Today, the IPA has 50 contracts with both CMS and commercial payers covering more than 100,000 lives, much of that in P4P/shared savings arrangements.
The Three Levers for Success
Three levers, particularly in the early years, drove the IPA’s success under value-based reimbursement.
- Select the right physician partners out of the gate. Expand your selection criteria beyond board certification and malpractice experience to place priority on providers who:
• Are high-quality, low-cost;
• Will be engaged advocates for performance measurement, and enhancement tied to financial rewards and losses;
• Have certain technical capabilities in place (i.e. an EHR, participation in electronic health information exchange, transition and care management programs, etc.); and
• Are collaborative, routinely search for gaps in care, and utilize data to advise clinical decision-making.
- Empower physician leaders. Physician leadership goes beyond governance and administrative oversight.
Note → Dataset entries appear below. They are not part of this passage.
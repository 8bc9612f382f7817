use std::fmt;

use serde::{Deserialize, Serialize};

// ---------------------------------------------------------------------------
// VariantType: printing/finish of a catalog entry
// ---------------------------------------------------------------------------

#[derive(Debug, Clone, Copy, PartialEq, Eq, Hash, Serialize, Deserialize)]
pub enum VariantType {
    Regular,
    Foil,
    Holo,
}

impl VariantType {
    pub fn as_str(&self) -> &'static str {
        match self {
            VariantType::Regular => "Regular",
            VariantType::Foil => "Foil",
            VariantType::Holo => "Holo",
        }
    }

    /// Canonicalize a free-form card type cell.
    ///
    /// Case-insensitive substring match, checked in order: "foil", then
    /// "holo"; anything else is `Regular`.
    pub fn canonicalize(raw: &str) -> Self {
        let lower = raw.to_lowercase();
        if lower.contains("foil") {
            VariantType::Foil
        } else if lower.contains("holo") {
            VariantType::Holo
        } else {
            VariantType::Regular
        }
    }

    /// True when the cell looks like a variant token at all.
    pub fn is_token(raw: &str) -> bool {
        let lower = raw.to_lowercase();
        lower.contains("foil") || lower.contains("holo") || lower.contains("regular")
    }

    pub fn all() -> &'static [VariantType] {
        &[VariantType::Regular, VariantType::Foil, VariantType::Holo]
    }
}

impl fmt::Display for VariantType {
    fn fmt(&self, f: &mut fmt::Formatter<'_>) -> fmt::Result {
        f.write_str(self.as_str())
    }
}

// ---------------------------------------------------------------------------
// CardVariant: one priced, SKU-identified printing of a card
// ---------------------------------------------------------------------------

#[derive(Debug, Clone, PartialEq, Eq, Serialize, Deserialize)]
#[serde(rename_all = "camelCase")]
pub struct CardVariant {
    pub name_original: String,
    pub name_normalized: String,
    pub set_code: String,
    pub sku: String,
    pub variant_type: VariantType,
    pub price_in_cents: u64,
    pub collector_number: Option<String>,
    pub image_url: Option<String>,
}

impl CardVariant {
    /// Build a variant, deriving the normalized name from `name`.
    pub fn new(
        sku: impl Into<String>,
        name: impl Into<String>,
        set_code: impl Into<String>,
        variant_type: VariantType,
        price_in_cents: u64,
    ) -> Self {
        let name_original = name.into();
        Self {
            name_normalized: crate::normalize::normalize(&name_original),
            name_original,
            set_code: set_code.into(),
            sku: sku.into(),
            variant_type,
            price_in_cents,
            collector_number: None,
            image_url: None,
        }
    }

    pub fn with_collector_number(mut self, number: impl Into<String>) -> Self {
        self.collector_number = Some(number.into());
        self
    }

    pub fn with_image_url(mut self, url: impl Into<String>) -> Self {
        self.image_url = Some(url.into());
        self
    }

    /// Price in dollars, for display only.
    pub fn price_dollars(&self) -> f64 {
        self.price_in_cents as f64 / 100.0
    }
}
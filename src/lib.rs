//! Deck pricer for Rust.
//!
//! Turns a free-text Magic: The Gathering decklist into priced catalog line
//! items. A [`Catalog`] of purchasable variants is ingested from a CSV or HTML
//! export (or fetched remotely with fallbacks), decklist lines are matched
//! against it through a tiered name ladder, and the resolved lines are priced
//! with tiered discounts and shipping.
//!
//! # Quick start
//!
//! ```no_run
//! use deck_pricer::DeckPricer;
//!
//! let pricer = DeckPricer::builder().build().unwrap();
//!
//! let catalog = pricer.ingest_csv(
//!     "SKU,Card Name,Set,Card Type,Base Price\n\
//!      SKU1,Lightning Bolt,M11,Regular,2.20\n",
//! );
//! let quote = pricer.quote("4 Lightning Bolt\n", &catalog);
//! println!("{} cents", quote.breakdown.grand_total_cents);
//! ```

#[cfg(feature = "async")]
pub mod async_client;
pub mod config;
pub mod decklist;
pub mod enrich;
pub mod error;
pub mod fetch;
pub mod ingest;
pub mod matching;
pub mod models;
pub mod normalize;
pub mod pricing;

#[cfg(feature = "async")]
pub use async_client::AsyncDeckPricer;
pub use enrich::{ImageEnricher, RateLimiter};
pub use error::{PricerError, Result};
pub use fetch::{CatalogFetcher, CatalogSource, FetchConfig, FetchOutcome, HttpFetch};
pub use ingest::TypePriceMap;
pub use matching::MatchingEngine;
pub use models::{
    CardVariant, Catalog, DeckEntry, DeckEntryMatch, MatchCandidate, MatchStatus, Preferences,
    PriceBreakdown, Quote, Section, ShippingMethod, VariantType,
};

use std::fmt;
use std::sync::Arc;
use std::time::Duration;

use fetch::ReqwestFetcher;

// ---------------------------------------------------------------------------
// DeckPricerBuilder
// ---------------------------------------------------------------------------

/// Builder for configuring and constructing a [`DeckPricer`].
///
/// Use [`DeckPricer::builder()`] to obtain a builder, chain configuration
/// methods, and call [`build()`](DeckPricerBuilder::build).
pub struct DeckPricerBuilder {
    preferences: Preferences,
    type_prices: TypePriceMap,
    fetch_config: Option<FetchConfig>,
    http: Option<Arc<dyn HttpFetch>>,
    timeout: Duration,
}

impl Default for DeckPricerBuilder {
    fn default() -> Self {
        Self {
            preferences: Preferences::default(),
            type_prices: TypePriceMap::new(),
            fetch_config: None,
            http: None,
            timeout: config::DEFAULT_TIMEOUT,
        }
    }
}

impl DeckPricerBuilder {
    /// Set the matching and section preferences.
    pub fn preferences(mut self, preferences: Preferences) -> Self {
        self.preferences = preferences;
        self
    }

    /// Replace the per-type fallback prices (in dollars).
    pub fn type_prices(mut self, type_prices: TypePriceMap) -> Self {
        self.type_prices = type_prices;
        self
    }

    /// Set one per-type fallback price (in dollars).
    pub fn type_price(mut self, card_type: impl Into<String>, dollars: f64) -> Self {
        self.type_prices.insert(card_type.into(), dollars);
        self
    }

    /// Configure remote catalog endpoints.
    ///
    /// The builder's type prices are used for fetching unless the config
    /// carries its own.
    pub fn fetch_config(mut self, fetch_config: FetchConfig) -> Self {
        self.fetch_config = Some(fetch_config);
        self
    }

    /// Supply the HTTP transport used for fetching and image lookups.
    ///
    /// Defaults to a blocking reqwest client created on first need.
    pub fn http_client(mut self, http: Arc<dyn HttpFetch>) -> Self {
        self.http = Some(http);
        self
    }

    /// Set the HTTP request timeout for the default client.
    ///
    /// Defaults to 30 seconds.
    pub fn timeout(mut self, timeout: Duration) -> Self {
        self.timeout = timeout;
        self
    }

    /// Build the pricer.
    ///
    /// A reqwest client is created only when a fetch config is set and no
    /// client was supplied.
    pub fn build(self) -> Result<DeckPricer> {
        let http: Option<Arc<dyn HttpFetch>> = match (self.http, &self.fetch_config) {
            (Some(http), _) => Some(http),
            (None, Some(_)) => Some(Arc::new(ReqwestFetcher::new(self.timeout)?)),
            (None, None) => None,
        };

        let fetch_config = self.fetch_config.map(|mut cfg| {
            if cfg.type_prices.is_empty() {
                cfg.type_prices = self.type_prices.clone();
            }
            cfg
        });

        Ok(DeckPricer {
            preferences: self.preferences,
            type_prices: self.type_prices,
            fetch_config,
            http,
            timeout: self.timeout,
        })
    }
}

// ---------------------------------------------------------------------------
// DeckPricer
// ---------------------------------------------------------------------------

/// The main entry point: ingestion, decklist parsing, matching and pricing.
///
/// All core operations are pure functions over values; the pricer only holds
/// configuration. Network access happens in [`fetch_catalog`](Self::fetch_catalog)
/// and through [`image_enricher`](Self::image_enricher).
pub struct DeckPricer {
    preferences: Preferences,
    type_prices: TypePriceMap,
    fetch_config: Option<FetchConfig>,
    http: Option<Arc<dyn HttpFetch>>,
    timeout: Duration,
}

impl DeckPricer {
    /// Create a new builder for configuring the pricer.
    pub fn builder() -> DeckPricerBuilder {
        DeckPricerBuilder::default()
    }

    pub fn preferences(&self) -> &Preferences {
        &self.preferences
    }

    pub fn type_prices(&self) -> &TypePriceMap {
        &self.type_prices
    }

    // -- Ingestion -----------------------------------------------------------

    /// Parse a CSV export.
    pub fn ingest_csv(&self, raw: &str) -> Catalog {
        ingest::backfill_prices(ingest::parse_csv(raw, &self.type_prices))
    }

    /// Parse a saved HTML page, including any embedded price map or CSV.
    pub fn ingest_html(&self, html: &str) -> Catalog {
        ingest::parse_html_page(html, &self.type_prices)
    }

    /// Parse text as CSV, falling back to HTML.
    pub fn ingest(&self, text: &str) -> Catalog {
        ingest::backfill_prices(ingest::parse_auto(text, &self.type_prices))
    }

    /// Fetch the catalog from the configured endpoints.
    pub fn fetch_catalog(&self) -> Result<FetchOutcome> {
        self.fetch_catalog_with_log(&mut |_| {})
    }

    /// Fetch the catalog, reporting progress and failures to `on_log`.
    ///
    /// Fails only when no fetch config was set; remote failures fall through
    /// to [`CatalogSource::Unavailable`] with an empty catalog.
    pub fn fetch_catalog_with_log(&self, on_log: &mut dyn FnMut(&str)) -> Result<FetchOutcome> {
        let (Some(cfg), Some(http)) = (&self.fetch_config, &self.http) else {
            return Err(PricerError::InvalidArgument(
                "No fetch config set; use DeckPricerBuilder::fetch_config".into(),
            ));
        };
        let fetcher = CatalogFetcher::new(Arc::clone(http), cfg.clone());
        Ok(fetcher.fetch_with_log(on_log))
    }

    /// An image enricher over this pricer's HTTP transport.
    ///
    /// Uses the supplied client if any, else a fresh reqwest client.
    pub fn image_enricher(&self) -> Result<ImageEnricher> {
        let http: Arc<dyn HttpFetch> = match &self.http {
            Some(http) => Arc::clone(http),
            None => Arc::new(ReqwestFetcher::new(self.timeout)?),
        };
        Ok(ImageEnricher::new(http))
    }

    // -- Decklist pipeline ---------------------------------------------------

    /// Parse a decklist with the preference section switches.
    pub fn parse_decklist(&self, text: &str) -> Vec<DeckEntry> {
        decklist::parse(
            text,
            self.preferences.include_sideboard,
            self.preferences.include_commanders,
        )
    }

    pub fn match_entries(&self, entries: &[DeckEntry], catalog: &Catalog) -> Vec<DeckEntryMatch> {
        MatchingEngine::new(&self.preferences).match_all(entries, catalog)
    }

    pub fn price(&self, matches: &[DeckEntryMatch]) -> PriceBreakdown {
        pricing::calculate(matches)
    }

    /// Parse, match and price a decklist in one call.
    pub fn quote(&self, deck_text: &str, catalog: &Catalog) -> Quote {
        let entries = self.parse_decklist(deck_text);
        let matches = self.match_entries(&entries, catalog);
        let breakdown = self.price(&matches);
        log::info!(
            "Quoted {} entries: {} cards, {} cents",
            entries.len(),
            breakdown.card_count,
            breakdown.grand_total_cents
        );
        Quote {
            entries,
            matches,
            breakdown,
        }
    }
}

// ---------------------------------------------------------------------------
// Display
// ---------------------------------------------------------------------------

impl fmt::Display for DeckPricer {
    fn fmt(&self, f: &mut fmt::Formatter<'_>) -> fmt::Result {
        let endpoint = self
            .fetch_config
            .as_ref()
            .and_then(|c| c.csv_url.as_deref().or(c.html_url.as_deref()))
            .unwrap_or("none");
        write!(
            f,
            "DeckPricer(variant_priority=[{}], set_priority=[{}], fuzzy={}, endpoint={})",
            self.preferences.variant_priority.join(", "),
            self.preferences.set_priority.join(", "),
            self.preferences.fuzzy_enabled,
            endpoint
        )
    }
}
//! Image URL enrichment from Scryfall.
//!
//! Each [`ImageEnricher`] owns its [`RateLimiter`]; there is no process-wide
//! throttle state.

use std::collections::HashMap;
use std::sync::Arc;
use std::thread;
use std::time::{Duration, Instant};

use serde::Deserialize;

use crate::config;
use crate::error::Result;
use crate::fetch::HttpFetch;
use crate::models::{CardVariant, Catalog};

// ---------------------------------------------------------------------------
// RateLimiter
// ---------------------------------------------------------------------------

/// Enforces a minimum spacing between consecutive calls.
#[derive(Debug, Clone)]
pub struct RateLimiter {
    min_interval: Duration,
    last: Option<Instant>,
}

impl RateLimiter {
    pub fn new(min_interval: Duration) -> Self {
        Self {
            min_interval,
            last: None,
        }
    }

    /// How long a call made at `now` would have to wait.
    pub fn wait_time(&self, now: Instant) -> Duration {
        match self.last {
            Some(last) => self
                .min_interval
                .saturating_sub(now.saturating_duration_since(last)),
            None => Duration::ZERO,
        }
    }

    /// Block until the next call is allowed, then record it.
    pub fn acquire(&mut self) {
        let wait = self.wait_time(Instant::now());
        if !wait.is_zero() {
            thread::sleep(wait);
        }
        self.last = Some(Instant::now());
    }
}

// ---------------------------------------------------------------------------
// Scryfall response subset
// ---------------------------------------------------------------------------

#[derive(Debug, Deserialize)]
struct ImageUris {
    normal: Option<String>,
}

#[derive(Debug, Deserialize)]
struct CardFace {
    #[serde(default)]
    image_uris: Option<ImageUris>,
}

#[derive(Debug, Deserialize)]
struct ScryfallImageCard {
    #[serde(default)]
    image_uris: Option<ImageUris>,
    /// For double-faced cards, images are in card_faces
    #[serde(default)]
    card_faces: Option<Vec<CardFace>>,
}

impl ScryfallImageCard {
    fn image_url(self) -> Option<String> {
        if let Some(url) = self.image_uris.and_then(|u| u.normal) {
            return Some(url);
        }
        self.card_faces?
            .into_iter()
            .next()?
            .image_uris?
            .normal
    }
}

// ---------------------------------------------------------------------------
// ImageEnricher
// ---------------------------------------------------------------------------

pub struct ImageEnricher {
    http: Arc<dyn HttpFetch>,
    limiter: RateLimiter,
    base_url: String,
}

impl ImageEnricher {
    pub fn new(http: Arc<dyn HttpFetch>) -> Self {
        Self {
            http,
            limiter: RateLimiter::new(config::DEFAULT_IMAGE_LOOKUP_INTERVAL),
            base_url: config::SCRYFALL_API.to_string(),
        }
    }

    pub fn with_base_url(mut self, base_url: impl Into<String>) -> Self {
        self.base_url = base_url.into().trim_end_matches('/').to_string();
        self
    }

    pub fn with_interval(mut self, min_interval: Duration) -> Self {
        self.limiter = RateLimiter::new(min_interval);
        self
    }

    /// Lookup URL: by set and collector number when known, else by exact name.
    pub fn lookup_url(&self, variant: &CardVariant) -> String {
        let set = variant.set_code.to_lowercase();
        match &variant.collector_number {
            Some(number) => format!(
                "{}/cards/{}/{}",
                self.base_url,
                urlencoding::encode(&set),
                urlencoding::encode(number)
            ),
            None => format!(
                "{}/cards/named?exact={}&set={}",
                self.base_url,
                urlencoding::encode(&variant.name_original),
                urlencoding::encode(&set)
            ),
        }
    }

    /// Fetch the image URL for one variant.
    pub fn fetch_image_url(&mut self, variant: &CardVariant) -> Result<Option<String>> {
        let url = self.lookup_url(variant);
        self.limiter.acquire();
        let body = self.http.get_text(&url)?;
        let card: ScryfallImageCard = serde_json::from_str(&body)?;
        Ok(card.image_url())
    }

    /// Return a new catalog with image URLs filled in where a lookup succeeds.
    ///
    /// Variants that already carry an image are skipped. Variants sharing a
    /// lookup URL (e.g. the regular and foil printing) share one request.
    /// Failures are reported to `on_log` and skipped.
    pub fn enrich(&mut self, catalog: &Catalog, on_log: &mut dyn FnMut(&str)) -> Catalog {
        let mut by_lookup: HashMap<String, Option<String>> = HashMap::new();
        let mut by_sku: HashMap<String, String> = HashMap::new();

        for variant in catalog.variants() {
            if variant.image_url.is_some() {
                continue;
            }
            let key = self.lookup_url(variant);
            let image = match by_lookup.get(&key) {
                Some(cached) => cached.clone(),
                None => {
                    let fetched = match self.fetch_image_url(variant) {
                        Ok(image) => image,
                        Err(e) => {
                            let msg = format!("Image lookup for {} failed: {}", variant.sku, e);
                            log::warn!("{}", msg);
                            on_log(msg.as_str());
                            None
                        }
                    };
                    by_lookup.insert(key, fetched.clone());
                    fetched
                }
            };
            if let Some(url) = image {
                by_sku.insert(variant.sku.clone(), url);
            }
        }

        log::info!("Enriched {} variants with image URLs", by_sku.len());
        catalog.with_image_urls(&by_sku)
    }
}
It requires a physician-to-physician approach in a more collaborative and informal setting. Physician leaders must:
• Be dedicated to improving the network;
• Be willing to spend extra time reviewing and explaining utilization, quality and cost data to their physician counterparts;
• Pilot new programs and openly share best practices;
• Lead by example and generate buy-in among their peers.To be effective, leaders must:
• Be equipped with both claims-based and clinical data on individual and aggregate patient and provider performance; and
• Have the credibility and authority to impose corrective actions.
- Have the money conversation upfront. It takes years to transition your business model from volume to value. Determine in advance:
• Where funds for the initial start-up and ongoing development of the organization will come from;
• What the anticipated return on investment is; and
• If physicians will be required to contribute monies to help “fund” the enterprise.You also should consider:
• If the leadership’s sweat equity will be recognized and compensated upfront, when P4V bonuses are earned, or not at all.
• How you will identify, measure, and reward both primary care and specialist physicians’ individual contributions to the organization’s earned bonuses.
• How the hospital will recoup the initial cash outlay.
• What equitable and objective incentive distribution method you will use when gains result from shared savings.The time to invest in clinical integration capabilities is before external pressures force your hand. The goal is to slowly and strategically transition your fee-for-service business to value/ risk on your own terms and at a pace your organization can handle.